Mobile banking isn’t news anymore—it’s the baseline. Nine out of ten checking-account interactions now start on a phone [Chase Study], and the average U.S. consumer opens their banking app 17 times a month [American Bankers Association]. So for banks and credit unions, the challenge has shifted from whether or how to get started with mobile marketing to how to cut through a news-feed full of fintechs, retailers, and influencers competing for the same thumb-scroll.

What is "Mobile Marketing"?

It means designing campaigns for the phone from the ground up—vertical video, thumb‑friendly CTAs, and first‑party app data—because that’s where customers spend most of their time. It’s not just downsizing desktop creative. At RAIN, we focus on mobile because smartphones now drive the majority of banking interactions and ad clicks, making them the most efficient touchpoint for reaching and converting customers.
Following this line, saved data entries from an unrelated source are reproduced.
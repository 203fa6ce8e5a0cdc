//! The sync coordinator: one task that owns every write to the mirror.
//!
//! ```text
//!  uninitialized ──► bootstrapping ──► steady ◄──┐
//!        │                 ▲             │       │ retry
//!        └───────► degraded ◄────────────┘───────┘
//! ```
//!
//! Provider events, rebuild requests and retry timers are all funnelled into
//! the coordinator loop, so batches and full syncs never overlap.  Readers go
//! through [`SyncHandle`], which only touches read transactions and the
//! status channels.

mod status;

use std::collections::VecDeque;
use std::path::PathBuf;
use std::sync::Arc;
use std::sync::atomic::{AtomicU64, Ordering};

use tokio::sync::{broadcast, mpsc, oneshot, watch};
use tokio::task::JoinHandle;
use tokio::time::{Instant, sleep_until, timeout_at};
use tracing::{debug, error, info, warn};

use markmirror_config::SyncConfig;
use markmirror_store::{BookmarkNode, CursorStatus, MirrorStore, NodeSource, StoreError};

use crate::bootstrap::{BootstrapOptions, run_full_sync};
use crate::error::{Result, SyncError};
use crate::normalizer::Normalizer;
use crate::provider::{BookmarkProvider, RawEvent};
use crate::reconciler::apply_batch;

pub use status::{CoordinatorStatus, StatusMessage, SyncPhase, SyncState};

/// Status broadcast capacity.  Slow subscribers lose the oldest messages.
const STATUS_CAP: usize = 256;

enum Command {
    ForceFullSync,
    Flush(oneshot::Sender<()>),
    Shutdown,
}

/// Cloneable front door to a running coordinator.
#[derive(Clone)]
pub struct SyncHandle {
    commands: mpsc::UnboundedSender<Command>,
    generation: Arc<AtomicU64>,
    status_tx: broadcast::Sender<StatusMessage>,
    snapshot_rx: watch::Receiver<CoordinatorStatus>,
    store_rx: watch::Receiver<Option<Arc<MirrorStore>>>,
}

impl SyncHandle {
    /// Request a full rebuild.  A full sync already in flight is abandoned
    /// at its next batch boundary; concurrent requests collapse into one run.
    pub fn force_full_sync(&self) -> Result<()> {
        self.generation.fetch_add(1, Ordering::SeqCst);
        self.commands
            .send(Command::ForceFullSync)
            .map_err(|_| SyncError::CoordinatorStopped)
    }

    /// Apply every provider event delivered so far, then return.
    pub async fn flush(&self) -> Result<()> {
        let (tx, rx) = oneshot::channel();
        self.commands
            .send(Command::Flush(tx))
            .map_err(|_| SyncError::CoordinatorStopped)?;
        rx.await.map_err(|_| SyncError::CoordinatorStopped)
    }

    pub fn shutdown(&self) {
        self.generation.fetch_add(1, Ordering::SeqCst);
        let _ = self.commands.send(Command::Shutdown);
    }

    pub fn status(&self) -> CoordinatorStatus {
        self.snapshot_rx.borrow().clone()
    }

    pub fn watch_status(&self) -> watch::Receiver<CoordinatorStatus> {
        self.snapshot_rx.clone()
    }

    pub fn subscribe_status(&self) -> broadcast::Receiver<StatusMessage> {
        self.status_tx.subscribe()
    }

    /// Wait until the coordinator status satisfies `predicate`.
    pub async fn wait_for(
        &self,
        predicate: impl FnMut(&CoordinatorStatus) -> bool,
    ) -> Result<CoordinatorStatus> {
        let mut rx = self.snapshot_rx.clone();
        let status = rx
            .wait_for(predicate)
            .await
            .map_err(|_| SyncError::CoordinatorStopped)?;
        Ok(status.clone())
    }

    /// The open mirror, if the coordinator managed to open it.
    pub fn store(&self) -> Result<Arc<MirrorStore>> {
        self.store_rx
            .borrow()
            .clone()
            .ok_or_else(|| StoreError::Unavailable("mirror is not open".into()).into())
    }

    pub fn get_node(&self, id: &str) -> Result<Option<BookmarkNode>> {
        Ok(self.store()?.get_node(id)?)
    }

    pub fn get_children(&self, parent_id: Option<&str>) -> Result<Vec<BookmarkNode>> {
        Ok(self.store()?.get_children(parent_id)?)
    }

    pub fn search(&self, term: &str, limit: usize) -> Result<Vec<BookmarkNode>> {
        Ok(self.store()?.search(term, limit)?)
    }
}

pub struct SyncCoordinator {
    store_path: PathBuf,
    store: Option<Arc<MirrorStore>>,
    provider: Arc<dyn BookmarkProvider>,
    config: SyncConfig,
    normalizer: Normalizer,
    events: Option<mpsc::UnboundedReceiver<RawEvent>>,
    commands: mpsc::UnboundedReceiver<Command>,
    backlog: VecDeque<Command>,
    generation: Arc<AtomicU64>,
    status_tx: broadcast::Sender<StatusMessage>,
    snapshot_tx: watch::Sender<CoordinatorStatus>,
    store_tx: watch::Sender<Option<Arc<MirrorStore>>>,
    state: SyncState,
    needs_full_sync: bool,
    retry_at: Option<Instant>,
    retry_attempt: u32,
    /// Set after a store error no retry can fix (schema too new, failed
    /// migration).
    fatal: bool,
}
Below are 4 compelling reasons mobile marketing strategies give community institutions an edge, turning everyday screen time into deeper relationships, higher product adoption, and measurable ROI.

Reason 1: We live, work, learn, and play on our phones

Studies like this one [American Phone Usage & Screen Time Statistics] show that Americans are on their phones for 4-6.5 hours every day for a variety of purposes, many of which can be meaningfully leveraged for advertising and marketing.

Marketing with a mobile-first approach means meeting these users where they already are, using phone-specific tactics such as in-app ads, short-form vertical video, animated banner units, and content built expressly for social platforms.

These methods remain critical for capturing tech-native Millennial and Gen Z audiences—and the rising Gen Alpha cohort—for whom mobile banking and digital financial tools are expectations, not novelties.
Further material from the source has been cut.